# Dataset entries:
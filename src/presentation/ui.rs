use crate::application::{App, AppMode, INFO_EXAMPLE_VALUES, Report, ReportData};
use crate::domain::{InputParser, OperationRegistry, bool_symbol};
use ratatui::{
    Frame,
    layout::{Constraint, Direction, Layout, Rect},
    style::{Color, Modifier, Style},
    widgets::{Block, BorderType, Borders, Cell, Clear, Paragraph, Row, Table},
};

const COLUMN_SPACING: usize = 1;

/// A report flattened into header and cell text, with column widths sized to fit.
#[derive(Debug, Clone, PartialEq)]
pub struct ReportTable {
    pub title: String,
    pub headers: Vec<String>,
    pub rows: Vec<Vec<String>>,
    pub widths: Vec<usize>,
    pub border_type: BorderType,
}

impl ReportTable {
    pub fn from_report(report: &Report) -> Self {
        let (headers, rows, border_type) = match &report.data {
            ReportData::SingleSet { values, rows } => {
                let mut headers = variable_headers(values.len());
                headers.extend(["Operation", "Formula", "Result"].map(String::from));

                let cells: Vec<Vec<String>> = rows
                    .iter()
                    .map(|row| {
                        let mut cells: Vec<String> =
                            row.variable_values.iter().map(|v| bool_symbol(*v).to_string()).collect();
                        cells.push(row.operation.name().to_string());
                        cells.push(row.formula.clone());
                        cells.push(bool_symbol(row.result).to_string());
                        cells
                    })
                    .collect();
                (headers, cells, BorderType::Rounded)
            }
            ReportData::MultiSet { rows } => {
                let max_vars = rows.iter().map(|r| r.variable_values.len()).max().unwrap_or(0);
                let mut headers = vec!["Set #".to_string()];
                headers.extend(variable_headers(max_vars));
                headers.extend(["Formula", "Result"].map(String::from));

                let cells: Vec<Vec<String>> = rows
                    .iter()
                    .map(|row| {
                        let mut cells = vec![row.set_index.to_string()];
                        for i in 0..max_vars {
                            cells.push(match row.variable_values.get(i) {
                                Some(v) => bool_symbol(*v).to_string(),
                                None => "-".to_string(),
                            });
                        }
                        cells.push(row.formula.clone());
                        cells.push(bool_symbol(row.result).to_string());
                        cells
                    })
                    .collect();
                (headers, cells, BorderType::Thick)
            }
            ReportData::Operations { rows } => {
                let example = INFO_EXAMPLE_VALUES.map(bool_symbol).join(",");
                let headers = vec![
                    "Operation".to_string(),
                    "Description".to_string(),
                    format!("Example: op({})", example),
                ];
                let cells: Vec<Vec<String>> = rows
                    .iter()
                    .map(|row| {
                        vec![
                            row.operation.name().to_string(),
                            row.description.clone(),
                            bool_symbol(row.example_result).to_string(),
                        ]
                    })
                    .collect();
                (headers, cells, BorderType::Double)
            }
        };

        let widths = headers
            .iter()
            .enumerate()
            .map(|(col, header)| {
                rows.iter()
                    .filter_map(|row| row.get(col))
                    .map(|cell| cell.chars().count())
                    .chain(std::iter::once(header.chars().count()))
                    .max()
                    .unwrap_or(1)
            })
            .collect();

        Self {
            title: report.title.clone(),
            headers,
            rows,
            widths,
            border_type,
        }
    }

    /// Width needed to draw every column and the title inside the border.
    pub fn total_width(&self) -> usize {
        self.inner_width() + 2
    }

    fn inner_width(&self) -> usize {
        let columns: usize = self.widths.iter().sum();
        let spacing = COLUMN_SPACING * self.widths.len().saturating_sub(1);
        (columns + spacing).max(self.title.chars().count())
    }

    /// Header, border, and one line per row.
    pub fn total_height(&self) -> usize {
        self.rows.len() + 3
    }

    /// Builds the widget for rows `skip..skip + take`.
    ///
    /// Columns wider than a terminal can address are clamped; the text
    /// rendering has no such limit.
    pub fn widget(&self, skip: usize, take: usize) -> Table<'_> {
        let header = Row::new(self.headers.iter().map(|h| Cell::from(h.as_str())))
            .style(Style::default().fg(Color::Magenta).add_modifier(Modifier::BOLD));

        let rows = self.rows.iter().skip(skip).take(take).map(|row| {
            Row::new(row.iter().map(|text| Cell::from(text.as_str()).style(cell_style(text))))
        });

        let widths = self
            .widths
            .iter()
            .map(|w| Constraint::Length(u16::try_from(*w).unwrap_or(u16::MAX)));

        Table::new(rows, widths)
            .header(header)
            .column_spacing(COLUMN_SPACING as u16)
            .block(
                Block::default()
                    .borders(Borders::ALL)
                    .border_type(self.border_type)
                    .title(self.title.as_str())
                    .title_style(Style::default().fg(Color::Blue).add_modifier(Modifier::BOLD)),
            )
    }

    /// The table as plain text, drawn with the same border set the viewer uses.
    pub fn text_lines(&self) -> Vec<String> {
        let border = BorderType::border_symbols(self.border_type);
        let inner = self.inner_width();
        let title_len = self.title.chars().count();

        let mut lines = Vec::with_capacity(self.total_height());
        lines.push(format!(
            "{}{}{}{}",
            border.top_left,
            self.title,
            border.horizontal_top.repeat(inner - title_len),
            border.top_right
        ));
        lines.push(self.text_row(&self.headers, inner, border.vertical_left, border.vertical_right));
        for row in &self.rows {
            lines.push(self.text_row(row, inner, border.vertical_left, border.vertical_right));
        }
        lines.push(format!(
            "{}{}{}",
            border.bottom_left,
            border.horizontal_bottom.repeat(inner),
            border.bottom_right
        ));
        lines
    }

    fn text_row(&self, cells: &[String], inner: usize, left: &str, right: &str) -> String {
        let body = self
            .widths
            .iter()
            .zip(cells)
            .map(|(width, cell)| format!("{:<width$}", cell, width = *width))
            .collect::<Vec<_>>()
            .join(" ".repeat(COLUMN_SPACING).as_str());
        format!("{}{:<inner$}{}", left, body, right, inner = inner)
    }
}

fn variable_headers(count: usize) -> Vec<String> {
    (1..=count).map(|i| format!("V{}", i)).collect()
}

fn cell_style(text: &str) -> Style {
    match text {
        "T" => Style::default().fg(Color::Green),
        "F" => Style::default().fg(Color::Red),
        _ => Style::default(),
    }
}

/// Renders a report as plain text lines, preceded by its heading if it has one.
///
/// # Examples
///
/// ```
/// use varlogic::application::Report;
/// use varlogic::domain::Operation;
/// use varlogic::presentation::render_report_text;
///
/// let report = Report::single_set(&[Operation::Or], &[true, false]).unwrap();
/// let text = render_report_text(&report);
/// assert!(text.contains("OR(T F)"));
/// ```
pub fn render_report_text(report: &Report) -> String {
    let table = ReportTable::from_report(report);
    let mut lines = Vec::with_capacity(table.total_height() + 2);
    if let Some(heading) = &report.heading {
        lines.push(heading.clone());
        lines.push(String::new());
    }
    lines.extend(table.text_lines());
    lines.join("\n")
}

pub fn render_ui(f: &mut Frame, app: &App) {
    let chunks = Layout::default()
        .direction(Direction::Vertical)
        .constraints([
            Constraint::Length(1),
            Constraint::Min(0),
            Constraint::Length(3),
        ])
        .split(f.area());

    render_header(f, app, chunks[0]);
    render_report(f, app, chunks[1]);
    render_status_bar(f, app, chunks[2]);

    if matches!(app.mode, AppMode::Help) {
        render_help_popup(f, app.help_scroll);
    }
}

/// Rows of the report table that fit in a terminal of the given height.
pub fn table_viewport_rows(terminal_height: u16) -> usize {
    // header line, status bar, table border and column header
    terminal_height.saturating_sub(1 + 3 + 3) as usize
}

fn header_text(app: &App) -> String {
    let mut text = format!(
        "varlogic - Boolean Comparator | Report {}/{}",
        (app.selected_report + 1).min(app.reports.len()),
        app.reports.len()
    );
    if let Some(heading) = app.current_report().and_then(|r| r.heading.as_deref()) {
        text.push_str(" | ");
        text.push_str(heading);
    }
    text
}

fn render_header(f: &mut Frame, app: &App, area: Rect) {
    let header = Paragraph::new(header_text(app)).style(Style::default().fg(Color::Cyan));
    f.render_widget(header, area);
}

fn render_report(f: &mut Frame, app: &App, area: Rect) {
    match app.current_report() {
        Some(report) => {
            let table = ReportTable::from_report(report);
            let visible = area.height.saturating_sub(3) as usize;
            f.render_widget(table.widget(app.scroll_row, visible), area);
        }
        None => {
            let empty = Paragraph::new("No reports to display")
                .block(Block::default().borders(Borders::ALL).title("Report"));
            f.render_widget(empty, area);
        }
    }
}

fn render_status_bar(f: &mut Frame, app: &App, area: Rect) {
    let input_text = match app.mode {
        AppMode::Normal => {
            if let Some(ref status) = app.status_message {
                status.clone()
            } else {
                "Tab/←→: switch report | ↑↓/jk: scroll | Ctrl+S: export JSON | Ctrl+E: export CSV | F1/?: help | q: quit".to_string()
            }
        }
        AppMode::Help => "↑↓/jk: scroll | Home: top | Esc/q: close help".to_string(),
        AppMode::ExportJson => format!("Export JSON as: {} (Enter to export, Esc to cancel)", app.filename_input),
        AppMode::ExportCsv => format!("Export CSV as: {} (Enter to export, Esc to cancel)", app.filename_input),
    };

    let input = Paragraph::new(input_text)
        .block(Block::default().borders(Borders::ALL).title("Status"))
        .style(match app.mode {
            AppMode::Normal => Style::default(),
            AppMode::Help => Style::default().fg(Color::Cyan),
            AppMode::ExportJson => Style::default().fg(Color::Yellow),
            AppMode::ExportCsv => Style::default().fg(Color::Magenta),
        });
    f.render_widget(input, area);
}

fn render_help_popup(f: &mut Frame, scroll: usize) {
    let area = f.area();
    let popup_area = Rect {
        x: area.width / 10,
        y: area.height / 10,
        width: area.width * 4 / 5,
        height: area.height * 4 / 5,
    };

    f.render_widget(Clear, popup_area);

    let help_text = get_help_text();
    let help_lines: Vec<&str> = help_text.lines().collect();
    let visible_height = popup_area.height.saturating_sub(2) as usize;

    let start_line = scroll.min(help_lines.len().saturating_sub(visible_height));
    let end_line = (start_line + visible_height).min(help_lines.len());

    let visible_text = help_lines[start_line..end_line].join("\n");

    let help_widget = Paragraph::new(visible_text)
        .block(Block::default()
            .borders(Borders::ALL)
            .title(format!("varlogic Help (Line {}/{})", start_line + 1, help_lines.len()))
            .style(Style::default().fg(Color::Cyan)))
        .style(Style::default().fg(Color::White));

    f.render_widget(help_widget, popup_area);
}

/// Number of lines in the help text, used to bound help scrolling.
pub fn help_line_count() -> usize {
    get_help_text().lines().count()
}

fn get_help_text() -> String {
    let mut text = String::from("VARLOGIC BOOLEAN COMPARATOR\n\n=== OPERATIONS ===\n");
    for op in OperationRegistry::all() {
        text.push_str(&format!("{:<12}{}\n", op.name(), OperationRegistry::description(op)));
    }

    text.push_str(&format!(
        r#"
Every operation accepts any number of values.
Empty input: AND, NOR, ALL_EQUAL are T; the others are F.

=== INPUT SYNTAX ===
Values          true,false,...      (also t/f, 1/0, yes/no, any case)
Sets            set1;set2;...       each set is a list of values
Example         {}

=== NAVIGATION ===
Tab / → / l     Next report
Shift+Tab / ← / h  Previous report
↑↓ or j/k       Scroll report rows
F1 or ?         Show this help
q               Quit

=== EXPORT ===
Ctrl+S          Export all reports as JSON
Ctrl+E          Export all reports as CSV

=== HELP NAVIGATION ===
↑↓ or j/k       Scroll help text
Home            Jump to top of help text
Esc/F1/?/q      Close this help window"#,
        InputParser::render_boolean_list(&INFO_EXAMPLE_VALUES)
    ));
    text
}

* * *

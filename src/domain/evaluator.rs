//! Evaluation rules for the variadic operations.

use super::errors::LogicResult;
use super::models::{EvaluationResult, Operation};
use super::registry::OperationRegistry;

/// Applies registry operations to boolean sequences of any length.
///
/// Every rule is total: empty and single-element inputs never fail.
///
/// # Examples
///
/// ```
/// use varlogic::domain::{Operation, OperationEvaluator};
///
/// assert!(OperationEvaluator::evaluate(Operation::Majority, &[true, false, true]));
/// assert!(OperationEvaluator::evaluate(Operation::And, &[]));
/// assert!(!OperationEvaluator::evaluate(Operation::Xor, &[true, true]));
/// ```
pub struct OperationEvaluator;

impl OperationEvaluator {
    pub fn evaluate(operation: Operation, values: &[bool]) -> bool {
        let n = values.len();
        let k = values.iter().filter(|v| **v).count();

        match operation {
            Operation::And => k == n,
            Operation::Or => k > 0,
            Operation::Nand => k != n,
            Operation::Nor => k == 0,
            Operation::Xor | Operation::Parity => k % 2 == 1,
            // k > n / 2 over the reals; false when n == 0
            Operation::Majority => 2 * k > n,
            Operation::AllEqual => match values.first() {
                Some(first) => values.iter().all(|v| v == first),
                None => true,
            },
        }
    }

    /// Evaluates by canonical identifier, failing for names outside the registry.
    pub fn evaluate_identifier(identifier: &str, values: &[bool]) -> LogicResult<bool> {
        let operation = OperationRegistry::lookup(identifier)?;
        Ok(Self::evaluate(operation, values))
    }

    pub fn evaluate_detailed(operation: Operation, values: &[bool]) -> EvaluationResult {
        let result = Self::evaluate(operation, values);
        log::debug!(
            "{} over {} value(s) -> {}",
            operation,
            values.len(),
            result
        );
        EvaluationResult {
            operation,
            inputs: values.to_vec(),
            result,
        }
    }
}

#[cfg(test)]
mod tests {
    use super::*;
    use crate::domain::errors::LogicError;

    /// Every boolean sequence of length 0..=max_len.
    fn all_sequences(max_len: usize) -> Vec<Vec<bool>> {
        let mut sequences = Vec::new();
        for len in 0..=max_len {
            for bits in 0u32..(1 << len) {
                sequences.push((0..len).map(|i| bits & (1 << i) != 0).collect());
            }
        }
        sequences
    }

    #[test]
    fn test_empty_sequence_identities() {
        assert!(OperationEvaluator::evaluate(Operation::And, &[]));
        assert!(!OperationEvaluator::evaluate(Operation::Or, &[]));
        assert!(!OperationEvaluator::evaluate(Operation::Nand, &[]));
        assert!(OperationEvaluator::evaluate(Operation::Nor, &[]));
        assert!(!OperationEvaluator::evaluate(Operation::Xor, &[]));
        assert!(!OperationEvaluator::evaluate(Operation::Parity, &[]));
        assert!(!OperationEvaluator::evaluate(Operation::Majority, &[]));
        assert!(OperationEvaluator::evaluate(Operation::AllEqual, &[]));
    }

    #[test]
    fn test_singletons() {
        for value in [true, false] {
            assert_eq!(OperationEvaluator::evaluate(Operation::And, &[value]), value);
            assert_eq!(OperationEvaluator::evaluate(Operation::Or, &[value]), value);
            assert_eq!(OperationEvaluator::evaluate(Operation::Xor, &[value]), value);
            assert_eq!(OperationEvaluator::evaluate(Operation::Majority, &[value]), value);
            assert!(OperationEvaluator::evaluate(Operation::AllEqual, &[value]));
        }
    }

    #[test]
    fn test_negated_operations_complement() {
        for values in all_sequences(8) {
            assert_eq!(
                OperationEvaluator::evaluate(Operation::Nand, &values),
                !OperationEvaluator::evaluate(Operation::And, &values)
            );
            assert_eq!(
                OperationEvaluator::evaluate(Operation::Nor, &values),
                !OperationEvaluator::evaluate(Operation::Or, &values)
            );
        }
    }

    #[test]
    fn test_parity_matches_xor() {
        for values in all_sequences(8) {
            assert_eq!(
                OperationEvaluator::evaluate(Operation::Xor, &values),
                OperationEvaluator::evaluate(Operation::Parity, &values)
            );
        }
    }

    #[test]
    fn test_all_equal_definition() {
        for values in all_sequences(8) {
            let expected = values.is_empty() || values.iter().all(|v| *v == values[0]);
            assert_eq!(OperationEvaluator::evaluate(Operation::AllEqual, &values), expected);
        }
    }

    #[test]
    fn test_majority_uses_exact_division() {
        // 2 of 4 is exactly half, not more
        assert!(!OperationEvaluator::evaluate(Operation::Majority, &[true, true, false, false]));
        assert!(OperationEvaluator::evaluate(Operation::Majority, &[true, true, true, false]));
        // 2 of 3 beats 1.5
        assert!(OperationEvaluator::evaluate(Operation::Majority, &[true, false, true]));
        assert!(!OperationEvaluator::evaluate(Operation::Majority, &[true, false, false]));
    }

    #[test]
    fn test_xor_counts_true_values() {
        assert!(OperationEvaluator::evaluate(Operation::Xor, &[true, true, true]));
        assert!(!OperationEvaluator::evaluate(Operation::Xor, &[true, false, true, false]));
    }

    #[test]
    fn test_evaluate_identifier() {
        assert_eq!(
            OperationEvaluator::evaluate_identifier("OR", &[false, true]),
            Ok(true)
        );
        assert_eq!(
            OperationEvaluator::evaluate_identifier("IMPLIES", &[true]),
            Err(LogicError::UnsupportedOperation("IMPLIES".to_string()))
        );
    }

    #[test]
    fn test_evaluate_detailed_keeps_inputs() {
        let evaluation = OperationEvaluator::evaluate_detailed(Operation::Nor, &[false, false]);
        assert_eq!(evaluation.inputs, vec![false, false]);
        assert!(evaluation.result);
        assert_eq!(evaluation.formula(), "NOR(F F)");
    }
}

# Work instructions:
Please show every line of the entries above that contains the word "EvaluationResult".

# Solution for this problem:
use super::models::{EvaluationResult, Operation};
    pub fn evaluate_detailed(operation: Operation, values: &[bool]) -> EvaluationResult {
        EvaluationResult {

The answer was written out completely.